Selon Euronews, sur la base d’un document préparé par la Commission européenne, Bruxelles travaille sur un nouveau cadre qui permettra de prendre des mesures plus strictes contre les plateformes de location à court terme comme Airbnb et les résidences secondaires dans les régions où les prix des logements et les loyers augmentent rapidement. Le règlement préparé par la Commission européenne devrait permettre aux gouvernements locaux de limiter plus facilement les locations touristiques à court terme, en particulier dans les villes où la pénurie de logements a atteint des niveaux graves. L’objectif est d’éviter que les maisons utilisées à des fins d’hébergement touristique ne réduisent l’offre de logements pour la population locale.

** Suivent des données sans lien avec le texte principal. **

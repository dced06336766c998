use chrono::{NaiveDate, NaiveTime};

use crate::api::booking_dto::BookingDto;
use crate::domain::utils::id::{FacilityId, HearingId};
use crate::domain::utils::normalize::{parse_date, parse_time_of_day};
use crate::error::Result;

/// A booked hearing as seen by the scheduling engine: where, on which day and
/// at which slot start time. Several bookings may share the same tuple.
#[derive(Debug, Clone, PartialEq, Eq)]
pub struct Booking {
    pub hearing_id: Option<HearingId>,
    pub facility_id: FacilityId,
    pub date: NaiveDate,
    pub time_of_day: NaiveTime,
}

impl Booking {
    pub fn new(facility_id: FacilityId, date: NaiveDate, time_of_day: NaiveTime) -> Self {
        Booking { hearing_id: None, facility_id, date, time_of_day }
    }

    pub fn with_hearing_id(mut self, hearing_id: HearingId) -> Self {
        self.hearing_id = Some(hearing_id);
        self
    }

    pub fn from_dto(dto: BookingDto) -> Result<Self> {
        let date = parse_date(&dto.date)?;
        let time_of_day = parse_time_of_day(&dto.time_of_day)?;

        Ok(Booking { hearing_id: dto.hearing_id.map(HearingId::new), facility_id: FacilityId::new(dto.facility_id), date, time_of_day })
    }
}

#[cfg(test)]
mod tests {
    use super::*;
    use crate::error::Error;

    fn dto(date: &str, time_of_day: &str) -> BookingDto {
        BookingDto { hearing_id: Some("h-1".to_string()), facility_id: "up-01".to_string(), date: date.to_string(), time_of_day: time_of_day.to_string() }
    }

    #[test]
    fn converts_normalized_dto() {
        let booking = Booking::from_dto(dto("2024-03-10", "09:15")).unwrap();

        assert_eq!(booking.hearing_id, Some(HearingId::new("h-1")));
        assert_eq!(booking.date, NaiveDate::from_ymd_opt(2024, 3, 10).unwrap());
        assert_eq!(booking.time_of_day, NaiveTime::from_hms_opt(9, 15, 0).unwrap());
    }

    #[test]
    fn locale_formatted_date_is_rejected() {
        assert!(matches!(Booking::from_dto(dto("10/03/2024", "09:15")), Err(Error::InvalidInput(_))));
    }
}
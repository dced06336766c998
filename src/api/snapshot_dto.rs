use serde::{Deserialize, Serialize};

use crate::api::booking_dto::BookingDto;
use crate::api::facility_dto::FacilityDto;
use crate::api::operating_window_dto::OperatingWindowDto;

/// Root of a scheduling snapshot file: the facility list and the bookings the
/// external stores returned, plus an optional operating window.
#[derive(Debug, Deserialize, Clone, Serialize)]
#[serde(rename_all = "camelCase")]
pub struct SchedulingSnapshotDto {
    pub operating_window: Option<OperatingWindowDto>,
    pub facilities: Vec<FacilityDto>,
    #[serde(default)]
    pub bookings: Vec<BookingDto>,
}
use std::collections::BTreeMap;

use crate::api::facility_dto::FacilityDto;
use crate::domain::utils::id::FacilityId;
use crate::error::{Error, Result};

/// A prison unit able to host custody hearings.
#[derive(Debug, Clone, PartialEq, Eq)]
pub struct Facility {
    id: FacilityId,
    name: String,

    /// Number of hearings the facility can host concurrently in one slot.
    /// Always `>= 1`.
    room_count: i64,
}

impl Facility {
    pub fn new(id: FacilityId, name: impl Into<String>, room_count: i64) -> Result<Self> {
        if room_count < 1 {
            return Err(Error::InvalidCapacity(room_count));
        }

        Ok(Facility { id, name: name.into(), room_count })
    }

    pub fn from_dto(dto: FacilityDto) -> Result<Self> {
        Self::new(FacilityId::new(dto.id), dto.name, dto.room_count)
    }

    pub fn id(&self) -> &FacilityId {
        &self.id
    }

    pub fn name(&self) -> &str {
        &self.name
    }

    pub fn room_count(&self) -> i64 {
        self.room_count
    }
}

/// Facilities of a snapshot, keyed and iterated by id.
#[derive(Debug, Clone, Default)]
pub struct Facilities {
    facilities: BTreeMap<FacilityId, Facility>,
}

impl Facilities {
    pub fn new() -> Self {
        Facilities { facilities: BTreeMap::new() }
    }

    pub fn from_dto(dtos: Vec<FacilityDto>) -> Result<Self> {
        let mut facilities = Facilities::new();

        for dto in dtos {
            facilities.insert(Facility::from_dto(dto)?)?;
        }

        Ok(facilities)
    }

    /// Adds `facility`; a second facility with the same id is rejected.
    pub fn insert(&mut self, facility: Facility) -> Result<()> {
        if self.facilities.contains_key(facility.id()) {
            return Err(Error::ModelConstructionError(format!("facility '{}' is defined more than once", facility.id())));
        }

        self.facilities.insert(facility.id().clone(), facility);
        Ok(())
    }

    pub fn get(&self, id: &FacilityId) -> Option<&Facility> {
        self.facilities.get(id)
    }

    pub fn len(&self) -> usize {
        self.facilities.len()
    }

    pub fn is_empty(&self) -> bool {
        self.facilities.is_empty()
    }

    pub fn iter(&self) -> impl Iterator<Item = &Facility> {
        self.facilities.values()
    }

    pub fn to_vec(&self) -> Vec<Facility> {
        self.facilities.values().cloned().collect()
    }
}
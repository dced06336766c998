use chrono::NaiveTime;

use crate::api::operating_window_dto::OperatingWindowDto;
use crate::domain::schedule::slot_grid::{SlotGrid, generate_grid};
use crate::domain::utils::normalize::{format_time_of_day, parse_time_of_day};
use crate::error::Result;

pub const DEFAULT_INTERVAL_MINUTES: i64 = 15;

/// Daily window in which hearings can be scheduled, split into slots of
/// `interval_minutes`.
///
/// The fields are only reachable through [`OperatingWindow::new`], so every
/// value of this type satisfies `start_time < end_time` and a positive interval.
#[derive(Debug, Clone, Copy, PartialEq, Eq)]
pub struct OperatingWindow {
    start_time: NaiveTime,
    end_time: NaiveTime,
    interval_minutes: i64,
    grid: SlotGrid,
}

impl OperatingWindow {
    pub fn new(start_time: NaiveTime, end_time: NaiveTime, interval_minutes: i64) -> Result<Self> {
        let grid = generate_grid(start_time, end_time, interval_minutes)?;
        Ok(OperatingWindow { start_time, end_time, interval_minutes, grid })
    }

    pub fn from_dto(dto: &OperatingWindowDto) -> Result<Self> {
        let start_time = parse_time_of_day(&dto.start_time)?;
        let end_time = parse_time_of_day(&dto.end_time)?;
        Self::new(start_time, end_time, dto.interval_minutes)
    }

    pub fn to_dto(&self) -> OperatingWindowDto {
        OperatingWindowDto {
            start_time: format_time_of_day(self.start_time),
            end_time: format_time_of_day(self.end_time),
            interval_minutes: self.interval_minutes,
        }
    }

    /// Same bounds, different slot width.
    pub fn with_interval(&self, interval_minutes: i64) -> Result<Self> {
        Self::new(self.start_time, self.end_time, interval_minutes)
    }

    pub fn start_time(&self) -> NaiveTime {
        self.start_time
    }

    pub fn end_time(&self) -> NaiveTime {
        self.end_time
    }

    pub fn interval_minutes(&self) -> i64 {
        self.interval_minutes
    }

    pub fn grid(&self) -> SlotGrid {
        self.grid
    }

    pub fn slots_per_day(&self) -> i64 {
        self.grid.len() as i64
    }
}

impl Default for OperatingWindow {
    /// 09:00 to 18:00 in 15 minute slots.
    fn default() -> Self {
        let start_time = NaiveTime::from_hms_opt(9, 0, 0).unwrap_or_default();
        let end_time = NaiveTime::from_hms_opt(18, 0, 0).unwrap_or_default();

        // The literals above always form a valid window.
        match Self::new(start_time, end_time, DEFAULT_INTERVAL_MINUTES) {
            Ok(window) => window,
            Err(e) => unreachable!("default operating window is invalid: {}", e),
        }
    }
}

#[cfg(test)]
mod tests {
    use super::*;
    use crate::error::Error;

    #[test]
    fn default_window_is_nine_to_six_in_quarter_hours() {
        let window = OperatingWindow::default();

        assert_eq!(window.start_time(), NaiveTime::from_hms_opt(9, 0, 0).unwrap());
        assert_eq!(window.end_time(), NaiveTime::from_hms_opt(18, 0, 0).unwrap());
        assert_eq!(window.interval_minutes(), 15);
        assert_eq!(window.slots_per_day(), 36);
    }

    #[test]
    fn with_interval_keeps_bounds() {
        let window = OperatingWindow::default().with_interval(30).unwrap();

        assert_eq!(window.slots_per_day(), 18);
        assert_eq!(window.start_time(), OperatingWindow::default().start_time());
    }

    #[test]
    fn dto_with_bad_bounds_is_rejected() {
        let dto = OperatingWindowDto { start_time: "18:00".to_string(), end_time: "09:00".to_string(), interval_minutes: 15 };
        assert!(matches!(OperatingWindow::from_dto(&dto), Err(Error::InvalidWindow(_))));

        let dto = OperatingWindowDto { start_time: "nine".to_string(), end_time: "18:00".to_string(), interval_minutes: 15 };
        assert!(matches!(OperatingWindow::from_dto(&dto), Err(Error::InvalidInput(_))));
    }

    #[test]
    fn dto_round_trip_keeps_short_time_format() {
        let dto = OperatingWindow::default().to_dto();

        assert_eq!(dto.start_time, "09:00");
        assert_eq!(dto.end_time, "18:00");
    }
}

ATTENTION AUX ZONES PASSÉES

Selon Euronews, la Commission envisage de définir plus clairement les conditions dans lesquelles les villes et régions peuvent intervenir pour réduire la pression sur le marché du logement dans le cadre de la « Loi sur le logement abordable ». En Europe, la part des logements locatifs à court terme dans le parc immobilier total n’est que d’environ 1,2 pour cent. Cependant, dans certaines régions où le tourisme est intense, ce taux peut atteindre 20 pour cent.. Les centres touristiques tels que Sorrente, Dubrovnik et Fuerteventura dans les îles Canaries comptent parmi les exemples les plus marquants de cette situation.

BARCELONE SE TERMINE

Des villes comme Amsterdam, Berlin, Bruxelles, Florence et Paris ont déjà imposé diverses restrictions sur les locations de courte durée. Barcelone vise à mettre fin complètement à la location de logements pour les touristes d’ici 2028. Cependant, Airbnb et les représentants du secteur affirment que les locations à court terme ne sont pas la principale cause de la crise du logement.. Les prix de l’immobilier en Europe ont augmenté d’environ 66 pour cent au cours de la période 2015-2025, et les loyers ont augmenté de plus de 20 pour cent. Même si la Commission devrait accorder plus de marge d’action aux gouvernements locaux avec le nouveau règlement, les pratiques devront être équilibrées avec les règles de l’UE sur la libre prestation de services.